RECORDS TO PROCESS
use super::constants::*;
use super::geometry::Rect;
use glam::DVec2;

/// Parametric drift position inside `frame` for a given angle.
#[inline]
pub fn drift_position(angle: f64, frame: &Rect) -> DVec2 {
    DVec2::new(
        frame.left + frame.width * (DRIFT_CENTER_X + angle.sin() * DRIFT_SWING_X),
        frame.top + frame.height * (DRIFT_CENTER_Y + (angle * DRIFT_Y_FREQUENCY).cos() * DRIFT_SWING_Y),
    )
}

/// ACTIVE/IDLE state machine plus the drift angle.
///
/// Time is supplied by the caller in milliseconds so the tracker works with any
/// monotonic clock.
#[derive(Debug, Clone)]
pub struct IdleTracker {
    threshold_ms: f64,
    step: f64,
    last_activity_ms: f64,
    idle: bool,
    angle: f64,
}

impl IdleTracker {
    /// Starts ACTIVE with the countdown armed at `now`.
    pub fn new(now: f64, threshold_ms: f64, step: f64) -> Self {
        Self {
            threshold_ms,
            step,
            last_activity_ms: now,
            idle: false,
            angle: 0.0,
        }
    }

    #[inline]
    pub fn is_idle(&self) -> bool {
        self.idle
    }

    #[inline]
    pub fn angle(&self) -> f64 {
        self.angle
    }

    #[inline]
    pub fn threshold_ms(&self) -> f64 {
        self.threshold_ms
    }

    /// Real pointer movement: back to ACTIVE and restart the countdown.
    /// Returns `true` if this ended an idle period.
    pub fn record_activity(&mut self, now: f64) -> bool {
        let was_idle = self.idle;
        self.idle = false;
        self.last_activity_ms = now;
        was_idle
    }

    /// Whether the threshold has elapsed since the last activity.
    #[inline]
    pub fn is_due(&self, now: f64) -> bool {
        now - self.last_activity_ms >= self.threshold_ms
    }

    /// Time left before the tracker may go idle.
    #[inline]
    pub fn remaining_ms(&self, now: f64) -> f64 {
        (self.threshold_ms - (now - self.last_activity_ms)).max(0.0)
    }

    /// ACTIVE → IDLE if the countdown has run out. Returns `true` on the
    /// transition only.
    pub fn enter_idle(&mut self, now: f64) -> bool {
        if self.idle || !self.is_due(now) {
            return false;
        }
        self.idle = true;
        true
    }

    /// One drift frame: advances the angle and returns the synthesized pointer,
    /// or `None` when not idle.
    pub fn drift_step(&mut self, frame: &Rect) -> Option<DVec2> {
        if !self.idle {
            return None;
        }
        self.angle += self.step;
        Some(drift_position(self.angle, frame))
    }
}
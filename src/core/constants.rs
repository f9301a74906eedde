// Timing, motion and style-property constants shared by the pure effect modules.

// Glint sweep
pub const SWEEP_DURATION_MS: f64 = 11_000.0; // time for the beam to cross the viewport
pub const SWEEP_PAUSE_MS: f64 = 1_500.0; // rest between sweeps
pub const BEAM_OVERSHOOT_PX: f64 = 300.0; // beam travels this far past both edges

// Idle detection and drift
pub const IDLE_THRESHOLD_MS: f64 = 3_000.0;
pub const DRIFT_ANGLE_STEP: f64 = 0.004; // radians per frame
pub const DRIFT_CENTER_X: f64 = 0.5;
pub const DRIFT_SWING_X: f64 = 0.65;
pub const DRIFT_CENTER_Y: f64 = 0.4;
pub const DRIFT_SWING_Y: f64 = 0.2;
pub const DRIFT_Y_FREQUENCY: f64 = 0.4; // relative to the x oscillation

// Pointer position before any input, as a fraction of the viewport
pub const INITIAL_POINTER_FRACTION: [f64; 2] = [0.38, 0.3];

// Reflection mapping
pub const SECONDARY_X_SCALE: f64 = 0.4;
pub const SECONDARY_Y_SCALE: f64 = 0.3;
pub const SPECULAR_X_SCALE: f64 = 0.9;
pub const SPECULAR_X_OFFSET: f64 = 5.0;
pub const SPECULAR_Y_SCALE: f64 = 0.85;
pub const OPACITY_FALLOFF: f64 = 0.5; // opacity lost at either horizontal extreme
pub const OPACITY_FLOOR: f64 = 0.2;

// CSS custom properties written on reflection targets
pub const PROP_REFLECTION_X: &str = "--rx";
pub const PROP_REFLECTION_Y: &str = "--ry";
pub const PROP_SECONDARY_X: &str = "--rx2";
pub const PROP_SECONDARY_Y: &str = "--ry2";
pub const PROP_SPECULAR_X: &str = "--sx";
pub const PROP_SPECULAR_Y: &str = "--sy";
pub const PROP_OPACITY: &str = "--ref-opacity";

// CSS custom properties written on every chrome-styled element
pub const PROP_BEAM_OFFSET_X: &str = "--beam-offset-x";
pub const PROP_BEAM_OFFSET_Y: &str = "--beam-offset-y";
pub const PROP_BEAM_POS: &str = "--beam-pos";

WHAT YOU SHOULD DO
Whenever a line in the preceding entries includes the word "bool", count it, and state the total alone.

ANSWER SPACE
5